PUB - Publikationen an der Universität Bielefeld

This dissertation delves into the utilization of microfluidic systems for single-cell analysis within controlled environmental conditions, presenting novel prospects for both fundamental and applied biotechnology. Yet, the intricate nature of data resulting from microfluidics experiments renders manual assessment unfeasible, while conventional image processing techniques prove inadequate. Consequently, deep learning methodologies, such as convolutional networks, present a versatile solution, encompassing automated cell quantification. Nevertheless, procuring the essential label information for supervised learning proves to be a resource-intensive and time-consuming endeavor. To confront this concern, innovative machine learning architectures and specialized training procedures of different learning paradigms are introduced, facilitating the creation of highperforming regression models with minimal labeled data, and in certain instances, even in the absence of labeled data entirely. Through the training of generative models on both genuine and synthetic data concurrently, the architectures learn shared representations capable of accurately estimating a target variable, the cell count. Furthermore, transfer learning strategies built upon deep networks trained on limited image collections demonstrate significant success in the domain of single-cell cultivation within microfluidics experiments.
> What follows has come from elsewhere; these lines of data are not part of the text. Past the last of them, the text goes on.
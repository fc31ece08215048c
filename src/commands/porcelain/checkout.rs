use crate::areas::refs::Head;
use crate::areas::repository::Repository;
use crate::artifacts::branch::branch_name::BranchName;
use crate::artifacts::branch::revision::Revision;
use crate::artifacts::checkout::migration::Migration;
use crate::artifacts::objects::object_id::ObjectId;
use crate::errors::{Error, Result};
use tracing::info;

const DETACHMENT_NOTICE: &str = r#"
You are in 'detached HEAD' state. You can look around and make experimental
commits; they are not kept on any branch unless you create one with:

    mim branch <new-branch-name>
"#;

impl Repository {
    /// Switch to a branch, or detach HEAD at any other revision
    pub fn checkout(&self, target: &str) -> Result<ObjectId> {
        let _lock = self.lock()?;
        let previous_head = self.refs().head()?;

        let target_branch = BranchName::try_parse(target)
            .ok()
            .filter(|branch_name| self.refs().branch_exists(branch_name));
        let target_oid = match &target_branch {
            Some(branch_name) => self
                .refs()
                .read_ref(branch_name)?
                .ok_or_else(|| Error::not_found("branch tip", branch_name))?,
            None => Revision::try_parse(target)?.resolve(self)?,
        };

        self.migrate_to(&target_oid)?;

        match &target_branch {
            Some(branch_name) => self.refs().set_head_branch(branch_name)?,
            None => self.refs().set_head_detached(&target_oid)?,
        }
        info!(target, oid = %target_oid, "checked out");

        match (&previous_head, &target_branch) {
            (Head::Branch(previous), Some(branch_name)) if previous == branch_name => {
                self.print(format!("Already on '{branch_name}'"))?;
            }
            (_, Some(branch_name)) => {
                self.print(format!("Switched to branch '{branch_name}'"))?;
            }
            (head, None) => {
                if matches!(head, Head::Branch(_)) {
                    self.print(format!("Note: checking out '{target}'.\n{DETACHMENT_NOTICE}"))?;
                }
                let commit = self.commit_graph().get_commit(&target_oid)?;
                self.print(format!(
                    "HEAD is now at {} {}",
                    target_oid.to_short_oid(),
                    commit.short_message()
                ))?;
            }
        }

        Ok(target_oid)
    }

    /// Rewrite the working tree and the index from HEAD's commit to `target_oid`
    ///
    /// Refs are left alone. Fails without touching anything when a blob is
    /// missing or a local change would be overwritten. The caller holds the lock.
    pub(crate) fn migrate_to(&self, target_oid: &ObjectId) -> Result<()> {
        let graph = self.commit_graph();
        let current = graph.head_file_table()?;
        let target = graph.get_commit(target_oid)?.files().clone();

        let mut index = self.refresh_index()?;
        let mut migration = Migration::new(self, &mut index, &current, &target);
        migration.apply_changes()?;
        let changes = migration.actions().values().map(Vec::len).sum::<usize>();

        index.write_updates()?;
        info!(oid = %target_oid, changes, "updated working tree");

        Ok(())
    }
}
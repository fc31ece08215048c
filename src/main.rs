use anyhow::{Context, Result};
use clap::{Parser, Subcommand};
use mim::areas::repository::Repository;
use mim::artifacts::objects::hasher::HashAlgorithm;
use mim::commands::porcelain::log::LogOptions;
use mim::commands::porcelain::remote::DEFAULT_REMOTE;
use std::path::{Path, PathBuf};
use tracing_subscriber::EnvFilter;

const LOG_ENV_VAR: &str = "MIM_LOG";
const DEFAULT_LOG_FILTER: &str = "warn";

#[derive(Parser)]
#[command(
    name = "mim",
    version = "0.1.0",
    author = "Sami Barbut-Dica",
    about = "A small content-addressed version control system",
    long_about = "mim tracks snapshots of a working tree as commits over a content-addressed \
    object store, with branches, a staging area, line diffs and patches, and \
    fast-forward synchronization with other repositories on disk.",
    help_template = r"
{name} {version} - {about}

USAGE:
    {usage}

OPTIONS:
    {all-args}
",
)]
struct Cli {
    #[command(subcommand)]
    command: Commands,
}

#[derive(Subcommand)]
enum Commands {
    #[command(
        name = "init",
        about = "Initialize a new repository",
        long_about = "This command initializes a new repository in the current directory or at the specified path."
    )]
    Init {
        #[arg(index = 1, help = "The path to the repository")]
        path: Option<PathBuf>,
        #[arg(long, default_value = "sha256", value_parser = parse_hash, help = "Object hash function (sha256 or sha1)")]
        hash: HashAlgorithm,
    },
    #[command(name = "add", about = "Stage files for the next commit")]
    Add {
        #[arg(required = true, help = "Files or directories to stage")]
        paths: Vec<PathBuf>,
    },
    #[command(name = "restore", about = "Unstage files")]
    Restore {
        #[arg(long, help = "Remove the files from the staging area")]
        staged: bool,
        #[arg(required = true)]
        paths: Vec<PathBuf>,
    },
    #[command(
        name = "rm",
        about = "Remove files from the working tree and stage the removal"
    )]
    Rm {
        #[arg(required = true)]
        paths: Vec<PathBuf>,
    },
    #[command(
        name = "commit",
        about = "Create a new commit with the specified message",
        long_about = "This command creates a new commit in the repository with the specified commit message."
    )]
    Commit {
        #[arg(short, long, help = "The commit message")]
        message: String,
    },
    #[command(name = "status", about = "Show the working tree status")]
    Status {
        #[arg(long, help = "Two-column machine-readable output")]
        porcelain: bool,
    },
    #[command(name = "log", about = "Show the commit history of HEAD")]
    Log {
        #[arg(short = 'n', long = "max-count", default_value_t = 0, help = "Limit the number of commits")]
        max_count: usize,
        #[arg(long, help = "One line per commit")]
        oneline: bool,
    },
    #[command(
        name = "branch",
        about = "List, create, or delete branches",
        long_about = "Without arguments, lists all branches. With a name, creates a branch at the \
        start point (HEAD by default). With -d, deletes the named branch."
    )]
    Branch {
        name: Option<String>,
        #[arg(help = "Revision the new branch starts at")]
        start_point: Option<String>,
        #[arg(short, long, requires = "name", help = "Delete the branch")]
        delete: bool,
    },
    #[command(name = "checkout", about = "Switch branches or detach HEAD at a commit")]
    Checkout {
        #[arg(help = "Branch name or revision")]
        target: String,
    },
    #[command(name = "diff", about = "Show the line diff between two files")]
    Diff { old: PathBuf, new: PathBuf },
    #[command(name = "apply", about = "Apply a patch to the working tree")]
    Apply { patch: PathBuf },
    #[command(
        name = "cat-file",
        about = "Print the content of an object",
        long_about = "This command prints the content of an object in the repository. \
        It requires the ID (or an unambiguous prefix) of the object to be specified."
    )]
    CatFile {
        #[arg(short = 'p', long, help = "The object ID to print")]
        sha: String,
    },
    #[command(
        name = "hash-object",
        about = "Hash a file and optionally write it to the object store"
    )]
    HashObject {
        #[arg(short, long, required = false, help = "Write the object to the object store")]
        write: bool,
        #[arg(index = 1)]
        file: PathBuf,
    },
    #[command(name = "remote", about = "Manage remote repositories")]
    Remote {
        #[command(subcommand)]
        command: RemoteCommands,
    },
    #[command(name = "push", about = "Fast-forward a remote branch to the local one")]
    Push {
        #[arg(default_value = DEFAULT_REMOTE)]
        remote: String,
        branch: Option<String>,
    },
    #[command(name = "pull", about = "Fast-forward a local branch to the remote one")]
    Pull {
        #[arg(default_value = DEFAULT_REMOTE)]
        remote: String,
        branch: Option<String>,
    },
    #[command(name = "clone", about = "Copy a repository into a new directory")]
    Clone { url: String, path: PathBuf },
}

#[derive(Subcommand)]
enum RemoteCommands {
    #[command(name = "add", about = "Register a remote repository")]
    Add { name: String, url: String },
    #[command(name = "list", about = "List registered remotes")]
    List,
}

fn parse_hash(value: &str) -> Result<HashAlgorithm, String> {
    HashAlgorithm::try_from(value).map_err(|e| e.to_string())
}

fn init_tracing() {
    let filter = EnvFilter::try_from_env(LOG_ENV_VAR)
        .unwrap_or_else(|_| EnvFilter::new(DEFAULT_LOG_FILTER));

    tracing_subscriber::fmt()
        .with_env_filter(filter)
        .with_writer(std::io::stderr)
        .with_target(false)
        .init();
}

/// Paths given on the command line are relative to the current directory
fn absolutize(cwd: &Path, path: &Path) -> PathBuf {
    if path.is_absolute() {
        path.to_path_buf()
    } else {
        cwd.join(path)
    }
}

/// Plain filesystem URLs are stored absolute so they work from any directory
fn absolutize_url(cwd: &Path, url: &str) -> String {
    if url.contains("://") {
        url.to_string()
    } else {
        absolutize(cwd, Path::new(url)).display().to_string()
    }
}

fn open_repository(cwd: &Path) -> Result<Repository> {
    Repository::open(cwd, Box::new(std::io::stdout()))
        .with_context(|| format!("unable to open repository at {}", cwd.display()))
}

fn main() -> Result<()> {
    init_tracing();

    let cli = Cli::parse();
    let cwd = std::env::current_dir().context("unable to read the current directory")?;
    let absolute = |paths: &[PathBuf]| {
        paths
            .iter()
            .map(|path| absolutize(&cwd, path))
            .collect::<Vec<_>>()
    };

    match &cli.command {
        Commands::Init { path, hash } => {
            let path = path
                .as_deref()
                .map(|path| absolutize(&cwd, path))
                .unwrap_or_else(|| cwd.clone());
            let mut repository = Repository::new(&path, Box::new(std::io::stdout()))?;

            repository.init(*hash)?
        }
        Commands::Add { paths } => open_repository(&cwd)?.add(&absolute(paths))?,
        Commands::Restore { staged, paths } => {
            if !staged {
                anyhow::bail!("only `restore --staged` is supported");
            }
            open_repository(&cwd)?.unstage(&absolute(paths))?
        }
        Commands::Rm { paths } => open_repository(&cwd)?.rm(&absolute(paths))?,
        Commands::Commit { message } => {
            open_repository(&cwd)?.commit(message)?;
        }
        Commands::Status { porcelain } => {
            open_repository(&cwd)?.status(*porcelain)?;
        }
        Commands::Log { max_count, oneline } => {
            let opts = LogOptions {
                max_count: *max_count,
                oneline: *oneline,
            };
            open_repository(&cwd)?.log(&opts)?;
        }
        Commands::Branch {
            name,
            start_point,
            delete,
        } => {
            let repository = open_repository(&cwd)?;
            match (name, delete) {
                (Some(name), true) => {
                    repository.delete_branch(name)?;
                }
                (Some(name), false) => {
                    repository.branch(name, start_point.as_deref())?;
                }
                (None, _) => {
                    repository.list_branches()?;
                }
            }
        }
        Commands::Checkout { target } => {
            open_repository(&cwd)?.checkout(target)?;
        }
        Commands::Diff { old, new } => {
            open_repository(&cwd)?.diff(&absolutize(&cwd, old), &absolutize(&cwd, new))?;
        }
        Commands::Apply { patch } => {
            open_repository(&cwd)?.apply(&absolutize(&cwd, patch))?;
        }
        Commands::CatFile { sha } => {
            open_repository(&cwd)?.cat_file(sha)?;
        }
        Commands::HashObject { write, file } => {
            open_repository(&cwd)?.hash_object(&absolutize(&cwd, file), *write)?;
        }
        Commands::Remote { command } => {
            let repository = open_repository(&cwd)?;
            match command {
                RemoteCommands::Add { name, url } => {
                    repository.remote_add(name, &absolutize_url(&cwd, url))?
                }
                RemoteCommands::List => {
                    repository.remote_list()?;
                }
            }
        }
        Commands::Push { remote, branch } => {
            open_repository(&cwd)?.push(remote, branch.as_deref())?;
        }
        Commands::Pull { remote, branch } => {
            open_repository(&cwd)?.pull(remote, branch.as_deref())?;
        }
        Commands::Clone { url, path } => {
            Repository::clone_remote(
                &absolutize_url(&cwd, url),
                &absolutize(&cwd, path),
                Box::new(std::io::stdout()),
            )?;
        }
    }

    Ok(())
}
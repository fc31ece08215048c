use crate::areas::repository::Repository;
use crate::artifacts::objects::blob::Blob;
use crate::artifacts::objects::object::Object;
use crate::artifacts::objects::object_id::ObjectId;
use crate::errors::{IoContext, Result};
use std::path::Path;

impl Repository {
    /// Print the blob ID of a file, storing the blob when `write` is set
    pub fn hash_object(&self, path: &Path, write: bool) -> Result<ObjectId> {
        let content = std::fs::read(path).io_path_context("unable to read", path)?;
        let blob = Blob::new(content.into());

        let object_id = if write {
            let _lock = self.lock()?;
            self.database().store(&blob)?
        } else {
            blob.object_id(self.database().hasher())?
        };

        self.print(&object_id)?;

        Ok(object_id)
    }
}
Nevertheless, acquiring even a limited number of labeled examples might prove unfeasible in specific biotechnological applications, compounded by data traits that could markedly differ from existing domains, thereby engendering challenges in transfer learning. To surmount this obstacle, unsupervised learning methodologies have been explored, encompassing a VAE-based Siamese architecture that is training in a cyclic fashion. Facilitated by shared embeddings of differing data types, this approach permits the generation of pseudonatural images from synthetic counterparts, simulating the existence of labeled natural data and furnishing dependable estimates for multiple microscopy technologies and previously unencountered datasets without necessitating manual labels. These pioneering machine learning techniques and architectures are agnostic to platforms, openly available, and freely accessible, presenting a promising avenue for the analysis of microfluidics data and single-cell cultivation experiments within biotechnology and other realms of image processing research.